Holland est décédé tôt samedi des complications liées à une maladie rénale, a annoncé l’église sur son site Internet.
Holland, décédé à Salt Lake City, dirigeait un organe directeur appelé le Collège des douze apôtres, qui aide à définir la politique de l’Église tout en supervisant les nombreux intérêts commerciaux de ce qui est largement connu sous le nom d’Église mormone.
Il était le membre du Collège des Douze le plus ancien après le président Dallin H. Oaks, ce qui en faisait le prochain sur la liste pour diriger l’Église selon un plan de succession établi de longue date. Oaks, 93 ans, est devenu président de l’Église et de ses plus de 17 millions de membres dans le monde en octobre.
Henry B. Eyring, 92 ans, l’un des deux principaux conseillers d’Oaks, est désormais le prochain candidat à la présidence.
Holland avait été hospitalisé pendant les vacances de Noël pour des problèmes de santé, a indiqué l’église. Les experts religieux ont souligné la détérioration de sa santé en octobre lorsque Oaks n’a pas choisi Holland comme conseiller.
Sa mort laisse un poste vacant au Collège des Douze qu’Oaks comblera dans les mois à venir, en appelant probablement un nouvel apôtre issu d’un conseil de direction de niveau inférieur. Les apôtres sont tous des hommes conformément au sacerdoce exclusivement masculin de l’Église.
Holland a grandi à St. George, dans l’Utah, et a travaillé pendant de nombreuses années dans l’administration de l’éducation avant d’être appelé à rejoindre les rangs des dirigeants de l’Église. Il a été le neuvième président de l’Université Brigham Young, l’école phare de la foi basée dans l’Utah, de 1980 à 1989 et a été commissaire du système éducatif mondial de l’Église.

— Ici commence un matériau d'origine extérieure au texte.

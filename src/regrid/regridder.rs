//! Conservative regridding of whole datasets.

use super::{GridArea, ProjectionMatrix};
use crate::config::{progress, RegridConfig};
use crate::data::{Dataset, Grid};
use crate::error::{ClimopsError, Result};
use ndarray::Array2;
use std::borrow::Cow;

/// Precomputed inputs a caller may hand to [`Regridder::regrid`].
///
/// Anything left as `None` is computed from the grids.
#[derive(Debug, Clone, Copy, Default)]
pub struct RegridOptions<'a> {
    /// Cell areas of the dataset's grid.
    pub src_area: Option<&'a Array2<f64>>,
    /// Cell areas of the destination grid.
    pub dst_area: Option<&'a Array2<f64>>,
    /// A transfer matrix built for this grid pair.
    pub projection: Option<&'a ProjectionMatrix>,
}

/// Remaps datasets onto another lon/lat grid, preserving area-weighted totals.
#[derive(Debug, Clone, Default)]
pub struct Regridder {
    config: RegridConfig,
}

impl Regridder {
    /// Create a regridder.
    pub fn new(config: RegridConfig) -> Self {
        Self { config }
    }

    /// Configuration in use.
    pub fn config(&self) -> &RegridConfig {
        &self.config
    }

    /// Build the transfer matrix for `src -> dst` from geometric cell areas.
    pub fn projection(&self, src: &Grid, dst: &Grid) -> Result<ProjectionMatrix> {
        let area = GridArea::from_config(&self.config);
        ProjectionMatrix::build_with_config(
            src,
            &area.compute(src)?,
            dst,
            &area.compute(dst)?,
            &self.config,
        )
    }

    /// Remap `dataset` onto `dst`.
    ///
    /// Every `(level, time)` slice is remapped independently with the same
    /// matrix. The result carries `dst` as its grid, keeps all other fields
    /// and gains one provenance entry.
    pub fn regrid(
        &self,
        dataset: &Dataset,
        dst: &Grid,
        options: RegridOptions<'_>,
    ) -> Result<Dataset> {
        dataset.validate()?;
        dst.axes(self.config.coordinate_tolerance)?;

        let matrix = match options.projection {
            Some(m) => {
                if m.src_shape() != dataset.grid.shape() || m.dst_shape() != dst.shape() {
                    return Err(ClimopsError::precondition(format!(
                        "projection maps {:?} -> {:?}, grids are {:?} -> {:?}",
                        m.src_shape(),
                        m.dst_shape(),
                        dataset.grid.shape(),
                        dst.shape()
                    )));
                }
                if m.nnz() == 0 {
                    return Err(ClimopsError::no_overlap("supplied projection is empty"));
                }
                Cow::Borrowed(m)
            }
            None => {
                let area = GridArea::from_config(&self.config);
                let src_area = match options.src_area {
                    Some(a) => Cow::Borrowed(a),
                    None => Cow::Owned(area.compute(&dataset.grid)?),
                };
                let dst_area = match options.dst_area {
                    Some(a) => Cow::Borrowed(a),
                    None => Cow::Owned(area.compute(dst)?),
                };
                Cow::Owned(ProjectionMatrix::build_with_config(
                    &dataset.grid,
                    &src_area,
                    dst,
                    &dst_area,
                    &self.config,
                )?)
            }
        };

        let ext = dataset.values.extents();
        progress!(
            self.config.verbose,
            "regridding {} ({} levels x {} steps) from {:?} to {:?}",
            dataset.variable,
            ext.lev,
            ext.time,
            dataset.grid.shape(),
            dst.shape()
        );
        let values = dataset.values.remap_with_weights(&matrix)?;

        let (nlon, nlat) = dst.shape();
        let (dlon, dlat) = dst.resolution();
        let mut provenance = dataset.provenance.clone();
        provenance.record(format!(
            "regrid: conservative remap of '{}' from {}x{} to {}x{} grid ({:.4} x {:.4} degrees)",
            dataset.variable,
            dataset.grid.shape().0,
            dataset.grid.shape().1,
            nlon,
            nlat,
            dlon,
            dlat
        ));

        Ok(Dataset {
            variable: dataset.variable.clone(),
            model: dataset.model.clone(),
            domain: dataset.domain.clone(),
            value_unit: dataset.value_unit.clone(),
            grid: dst.clone(),
            z: dataset.z.clone(),
            lev: dataset.lev.clone(),
            time: dataset.time.clone(),
            values,
            ensembles: dataset.ensembles.clone(),
            files: dataset.files.clone(),
            experiment: dataset.experiment.clone(),
            provenance,
            debug: dataset.debug.clone(),
        })
    }
}

/// Regrid with default settings, computing areas and the matrix.
pub fn regrid(dataset: &Dataset, dst: &Grid) -> Result<Dataset> {
    Regridder::default().regrid(dataset, dst, RegridOptions::default())
}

Sous sa direction, l’Université Provo s’est efforcée d’améliorer les relations interconfessionnelles et a établi un campus satellite à Jérusalem. La Ligue Anti-Diffamation a ensuite honoré la Hollande avec le prix « Torche de la Liberté » pour avoir contribué à favoriser une meilleure compréhension entre les communautés chrétienne et juive.
Oaks, également ancien président de BYU, a réfléchi samedi sur ses plus de 50 ans d’amitié et de service avec la Hollande, qualifiant leur relation de « longue et aimante ».
« Au cours des trois dernières décennies, en tant que membre du Collège des douze apôtres, il a encouragé ceux qui étaient fatigués, a élevé les fidèles et a rendu un puissant témoignage du Sauveur, même pendant les périodes d’épreuves personnelles importantes », a déclaré Oaks.
Holland était connu comme un orateur dynamique dont les sermons allient érudition et tendresse. En 2013, il a parlé aux membres de l’Église du soutien à leurs proches souffrant de dépression et d’autres maladies mentales, et a parlé ouvertement des moments où il se sentait « comme un verre brisé ».
On se souvient largement de Holland pour un discours de 2021 dans lequel il appelait les membres de l’Église à brandir des mousquets métaphoriques pour défendre les enseignements de la foi contre le mariage homosexuel. Le discours, connu familièrement sous le nom de « discours du feu de mousquet », est devenu une lecture obligatoire pour les étudiants de première année de BYU en 2024, suscitant l’inquiétude des étudiants et des défenseurs LGBTQ+.
Holland a été précédé dans la mort par son épouse, Patricia Terry Holland. Il laisse dans le deuil ses trois enfants, 13 petits-enfants et plusieurs arrière-petits-enfants.
Cette histoire a été initialement publiée sur Fortune.com.